Royal Society journal archive permanently free to access

The Royal Society continues to support scientific discovery by allowing free access to more than 250 years of leading research.

From October 2011, our world-famous journal archive - comprising more than 69,000 articles - will be opened up and all articles more than 70 years old will be made permanently free to access.

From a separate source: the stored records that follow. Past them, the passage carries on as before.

//! Unified exit codes for the b85 CLI.
//! These codes are part of the public contract; scripts match on them.

pub const SUCCESS: i32 = 0;
pub const INTERNAL_ERROR: i32 = 1; // I/O failure or unexpected error
pub const DATA_ERROR: i32 = 2; // input rejected by the codec
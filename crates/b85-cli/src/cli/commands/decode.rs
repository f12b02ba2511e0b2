use crate::cli::args::DecodeArgs;
use crate::exit_codes::{DATA_ERROR, SUCCESS};
use crate::fs::{read_input, write_output};
use tracing::debug;

pub fn run(args: DecodeArgs) -> anyhow::Result<i32> {
    let mut text = read_input(args.input.as_deref())?;

    if args.ignore_whitespace {
        text.retain(|byte| !byte.is_ascii_whitespace());
    } else {
        // Tolerate the single trailing newline that `encode` itself emits;
        // everything else is the codec's strict business.
        if text.ends_with(b"\n") {
            text.pop();
        }
        if text.ends_with(b"\r") {
            text.pop();
        }
    }
    debug!(symbols = text.len(), "decoding");

    let payload = match b85_core::decode(&text) {
        Ok(payload) => payload,
        Err(e) => {
            eprintln!("error: {e}");
            return Ok(DATA_ERROR);
        }
    };

    write_output(args.output.as_deref(), &payload)?;
    Ok(SUCCESS)
}
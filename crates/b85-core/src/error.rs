//! Error types for the base85 codec.

use thiserror::Error;

/// Error returned when decoding rejects its input.
///
/// All variants mean the same thing to callers: the input is not a valid
/// base85 stream. The variants carry enough context to point at the
/// offending byte or chunk in diagnostics.
#[derive(Debug, Error, PartialEq, Eq)]
pub enum DecodeError {
    /// Non-empty input whose length is not a multiple of 5.
    #[error("input length {length} is not a multiple of 5")]
    UnalignedLength { length: usize },

    /// A byte outside the 85-symbol alphabet.
    #[error("byte {byte:#04x} at offset {offset} is not a base85 symbol")]
    InvalidSymbol { byte: u8, offset: usize },

    /// A 5-symbol chunk whose value exceeds 32 bits.
    #[error("chunk at offset {offset} overflows the 32-bit accumulator")]
    ChunkOverflow { offset: usize },
}

/// Error returned when encoding rejects its input.
#[derive(Debug, Error, PartialEq, Eq)]
pub enum EncodeError {
    /// Input whose length is not a multiple of 4. There is no padding scheme.
    #[error("input length {length} is not a multiple of 4")]
    UnalignedLength { length: usize },
}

The Royal Society is the world's oldest scientific publisher and, as such, our archive is the most comprehensive in science. Treasures in the archive include Isaac Newton's first published scientific paper, geological work by a young Charles Darwin, and Benjamin Franklin's celebrated account of his electrical kite experiment. Readers willing to delve a little deeper may find some undiscovered gems from the dawn of the scientific revolution - including Robert Boyle's account of monstrous calves, grisly tales of students being struck by lightning, and early experiments on to how to cool drinks 'without the Help of Snow, Ice, Haile, Wind or Niter, and That at Any Time of the Year.'

The archive also includes all articles from Philosophical Transactions of the Royal Society, first published in 1665 and officially recognised as the world's first ever peer-reviewed journal. Henry Oldenburg, the first Editor of Philosophical Transactions, wrote in his introduction to the first edition: ' is therefore thought fit to employ the Press, as the most proper way to gratify those, whose...delight in the advancement of Learning and profitable Discoveries, doth entitle them to the knowledge of what this Kingdom, or other parts of the World, do, from time to time, afford...' He went on to state that potential contributors are: '...invited and encouraged to search, try, and find out new things, impart their knowledge to one another, and contribute what they can to the Grand design of improving natural knowledge, and perfecting all Philosophical Arts, and Sciences.'

Thomas Henry Huxley FRS wrote in 1870: 'If all the books in the world, except the Philosophical Transactions, were to be destroyed, it is safe to say that the foundations of physical science would remain unshaken, and that the vast intellectual progress of the last two centuries would be largely, though incompletely, recorded.'

Professor Uta Frith FRS, Chair of the Royal Society library committee, said: 'I'm delighted that the Royal Society is continuing to increase access to its wonderful resources by opening up its publishing archives. The release of these papers opens a fascinating window on the history of scientific progress over the last few centuries and will be of interest to anybody who wants to understand how science has evolved since the days of the Royal Society's foundation.'

The move to open up our publishing archive coincides with Open Access Week, and is being made as part of the Royal Society's ongoing commitment to open access in scientific publishing. It also comes soon after the launch of our first ever fully open access journal, Open Biology.